En Chine, la dynamique de croissance s’est affaiblie en raison de la stratégie du zéro-covid, du refroidissement délibéré du marché immobilier et des mesures visant à réduire les émissions de carbone qui aboutissent à un rationnement de l’électricité provoquant des fermetures d’usines. Une baisse de la croissance chinoise se révèle être un mauvais signe pour la croissance mondiale dans la mesure où la Chine est devenue le centre névralgique de la mondialisation. Sur le plan monétaire, la situation est radicalement différente des autres pays puisque la banque centrale chinoise a baissé ses taux. A priori, cette politique monétaire devrait perdurer et être accompagnée par une politique de relance budgétaire permettant ainsi de stimuler la croissance. Pour les analystes, les mauvaises nouvelles sont intégrées par le marché ce qui laisse présager d’un probable rebond des actions chinoises sur 2022.
Etant plus impactés par la crise sanitaire, les pays émergents n’ont pas profité de l’embellie de 2021 et les gérants semblent peu enclin à recommander cette zone. Toutefois, la croissance de cette zone est attendue à plus de 5 %, taux supérieur à celle des pays développés. De plus, les banques centrales des pays émergents ont déjà relevé leur taux et sont donc moins dépendants des hausses des taux à venir aux USA. L’atout des pays émergents concerne l’exploitation des matières premières qui ont vu leurs prix flamber ce qui génère des recettes substantielles. Investir dans les pays exportateurs de matières premières aux bilans sains peut donc sembler être pertinent.

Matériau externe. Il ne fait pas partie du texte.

//! Command implementations: bind files on disk to the three engine
//! operations and shape the output.

use std::fs;
use std::path::Path;

use posrecon_engine::{differ, DiscrepancyReport, EngineError, ReconConfig, Table, Workbook};
use serde::Serialize;

use crate::exit_codes::{EXIT_DIFFS, EXIT_INVALID_CONFIG, EXIT_PARSE};
use crate::{CliError, Commands, OutputOpts};

#[derive(Serialize)]
struct ReportMeta {
    operation: &'static str,
    engine_version: &'static str,
    run_at: String,
}

#[derive(Serialize)]
struct ReportEnvelope<'a> {
    meta: ReportMeta,
    results: &'a DiscrepancyReport,
    skipped: &'a [String],
}

pub fn run(command: Commands) -> Result<(), CliError> {
    match command {
        Commands::LatinCustodian { latin, custodian, opts } => {
            let config = load_config(opts.config.as_deref())?;
            let latin_table = read_sheet(&latin)?;
            let custodian_table = read_sheet(&custodian)?;
            let report =
                differ::diff_latin_custodian(&latin_table, &custodian_table, &config.latin_custodian);
            finish("latin-custodian", &report, &opts)
        }
        Commands::CustodianBrokerage { brokerage, custodian, opts } => {
            let config = load_config(opts.config.as_deref())?;
            let brokerage_table = read_delimited(&brokerage)?;
            let custodian_table = read_sheet(&custodian)?;
            let report = differ::diff_custodian_brokerage(
                &brokerage_table,
                &custodian_table,
                &config.custodian_brokerage,
            )
            .map_err(engine_err)?;
            finish("custodian-brokerage", &report, &opts)
        }
        Commands::Transfers { transactions, conversions, opts } => {
            let config = load_config(opts.config.as_deref())?;
            let workbook = read_workbook(&transactions)?;
            let conversions_table = read_delimited(&conversions)?;
            let report = differ::diff_transfers_conversions(
                &workbook,
                &conversions_table,
                &config.transfers,
            )
            .map_err(engine_err)?;
            finish("transfers", &report, &opts)
        }
    }
}

fn engine_err(err: EngineError) -> CliError {
    CliError { code: EXIT_PARSE, message: err.to_string(), hint: None }
}

fn parse_err(path: &Path, message: String) -> CliError {
    CliError {
        code: EXIT_PARSE,
        message: format!("{}: {message}", path.display()),
        hint: None,
    }
}

fn load_config(path: Option<&Path>) -> Result<ReconConfig, CliError> {
    let Some(path) = path else {
        return Ok(ReconConfig::default());
    };
    let text = fs::read_to_string(path).map_err(|e| CliError {
        code: EXIT_INVALID_CONFIG,
        message: format!("cannot read config {}: {e}", path.display()),
        hint: None,
    })?;
    ReconConfig::from_toml(&text).map_err(|e| CliError {
        code: EXIT_INVALID_CONFIG,
        message: e.to_string(),
        hint: Some("see the [latin_custodian], [custodian_brokerage] and [transfers] sections".into()),
    })
}

fn read_bytes(path: &Path) -> Result<Vec<u8>, CliError> {
    fs::read(path).map_err(|e| parse_err(path, format!("cannot read: {e}")))
}

fn read_sheet(path: &Path) -> Result<Table, CliError> {
    let bytes = read_bytes(path)?;
    posrecon_io::xlsx::import_sheet(&bytes).map_err(|e| parse_err(path, e))
}

fn read_workbook(path: &Path) -> Result<Workbook, CliError> {
    let bytes = read_bytes(path)?;
    posrecon_io::xlsx::import_workbook(&bytes).map_err(|e| parse_err(path, e))
}

fn read_delimited(path: &Path) -> Result<Table, CliError> {
    let bytes = read_bytes(path)?;
    posrecon_io::delim::import(&bytes).map_err(|e| parse_err(path, e))
}

fn finish(operation: &'static str, report: &DiscrepancyReport, opts: &OutputOpts) -> Result<(), CliError> {
    let envelope = ReportEnvelope {
        meta: ReportMeta {
            operation,
            engine_version: env!("CARGO_PKG_VERSION"),
            run_at: chrono::Utc::now().to_rfc3339(),
        },
        results: report,
        skipped: &report.skipped,
    };

    let json = serde_json::to_string_pretty(&envelope).map_err(|e| CliError {
        code: EXIT_PARSE,
        message: format!("JSON serialization error: {e}"),
        hint: None,
    })?;

    if let Some(path) = &opts.output {
        fs::write(path, &json).map_err(|e| CliError {
            code: EXIT_PARSE,
            message: format!("cannot write {}: {e}", path.display()),
            hint: None,
        })?;
        eprintln!("wrote {}", path.display());
    }

    if opts.json {
        println!("{json}");
    }

    // Human summary to stderr
    eprintln!(
        "{operation}: {} discrepancies, {} symbols skipped as unparseable",
        report.len(),
        report.skipped.len(),
    );

    if report.is_clean() {
        Ok(())
    } else {
        Err(CliError { code: EXIT_DIFFS, message: "discrepancies found".into(), hint: None })
    }
}

#[cfg(test)]
mod tests {
    use super::*;
    use rust_xlsxwriter::Workbook as XlsxWorkbook;

    fn custodian_fixture(dir: &Path) -> std::path::PathBuf {
        let mut fixture = XlsxWorkbook::new();
        let sheet = fixture.add_worksheet();
        sheet.write_string(10, 1, "ACME INC").unwrap();
        sheet.write_number(10, 4, 130.0).unwrap();
        let path = dir.join("custodian.xlsx");
        fixture.save(&path).unwrap();
        path
    }

    #[test]
    fn custodian_brokerage_runs_from_files_on_disk() {
        let dir = tempfile::tempdir().unwrap();
        let brokerage_path = dir.path().join("brokerage.csv");
        fs::write(
            &brokerage_path,
            "Generated by the desk, do not redistribute\n\
             Financial Instrument Description,Position\n\
             ACME INC,100\n",
        )
        .unwrap();
        let custodian_path = custodian_fixture(dir.path());

        let config = ReconConfig::default();
        let brokerage = read_delimited(&brokerage_path).unwrap();
        let custodian = read_sheet(&custodian_path).unwrap();
        let report =
            differ::diff_custodian_brokerage(&brokerage, &custodian, &config.custodian_brokerage)
                .unwrap();

        assert_eq!(report.len(), 1);
        assert_eq!(report.entries["ACME INC"].delta, 30.0);
    }

    #[test]
    fn transfers_run_from_files_on_disk() {
        let dir = tempfile::tempdir().unwrap();

        let mut fixture = XlsxWorkbook::new();
        let sheet = fixture.add_worksheet();
        sheet.set_name("Position Transfer IN").unwrap();
        sheet.write_string(0, 0, "Assets").unwrap();
        sheet
            .write_string(1, 0, "transfer of 12.0000 units, Stock Symbol GGAL")
            .unwrap();
        let transactions_path = dir.path().join("transactions.xlsx");
        fixture.save(&transactions_path).unwrap();

        let conversions_path = dir.path().join("conversions.csv");
        fs::write(
            &conversions_path,
            "NEMO;Tipo;Qty. CEDEAR/ADR;Equiv. Acc USA\nGGAL;ADR;10;\n",
        )
        .unwrap();

        let config = ReconConfig::default();
        let workbook = read_workbook(&transactions_path).unwrap();
        let conversions = read_delimited(&conversions_path).unwrap();
        let report =
            differ::diff_transfers_conversions(&workbook, &conversions, &config.transfers).unwrap();

        assert_eq!(report.entries["GGAL"].delta, 2.0);
    }

    #[test]
    fn config_override_from_toml_file() {
        let dir = tempfile::tempdir().unwrap();
        let config_path = dir.path().join("layout.toml");
        fs::write(&config_path, "[transfers]\naggregate = \"sum\"\n").unwrap();

        let config = load_config(Some(&config_path)).unwrap();
        assert_eq!(
            config.transfers.aggregate,
            posrecon_engine::config::AggregatePolicy::Sum
        );
    }

    #[test]
    fn bad_config_maps_to_config_exit_code() {
        let dir = tempfile::tempdir().unwrap();
        let config_path = dir.path().join("layout.toml");
        fs::write(&config_path, "[latin_custodian]\ncustodian_window = { start = 9, end = 2 }\n")
            .unwrap();

        let err = load_config(Some(&config_path)).unwrap_err();
        assert_eq!(err.code, EXIT_INVALID_CONFIG);
    }

    #[test]
    fn missing_file_maps_to_parse_exit_code() {
        let err = read_sheet(Path::new("/nonexistent/custodian.xlsx")).unwrap_err();
        assert_eq!(err.code, EXIT_PARSE);
        assert!(err.message.contains("cannot read"));
    }
}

Sur le plan obligataire, en raison de la remontée des taux d’intérêt qui se dessine, les obligations à taux fixe ne sont pas recommandées car leurs cours vont refluer. En revanche, les obligations à taux variables sont un bon véhicule à détenir en portefeuille en phase de hausse des taux. Il en est de même pour les obligations indexées sur l’inflation.
En conclusion, 2022 s’annonce comme une année placée sous le signe du changement puisque l’inflation et les montagnes de dettes devront être jugulées. Par conséquent, le carburant des marchés composé du couplage relance budgétaire et monétaire va toucher à sa fin. Les pressions inflationnistes, le ralentissement des taux de croissance et le resserrement des politiques monétaires laissent à penser que les actions pourraient être confrontées à une épreuve de force surtout si la situation sanitaire devait se mêler à la partie avec l’arrivée de nouveaux variants. En fonction de l’évolution de ces différents paramètres, des soubresauts devraient inévitablement se produire sur les marchés offrant des points d’entrée sur des niveaux plus attrayants. Dans ce contexte, 2022 est annoncée comme l’année de la gestion active et non passive. En effet la gestion indicielle devrait délivrer une performance moindre que les gérants actifs capables de sélectionner les entreprises dont les modèles économiques contribuent de manière positive au monde de demain. Si les actions européennes recueillent les suffrages, les plus audacieux pourront se positionner sur la Chine et le Japon, pays qui pourraient offrir des perspectives de rebond significatif.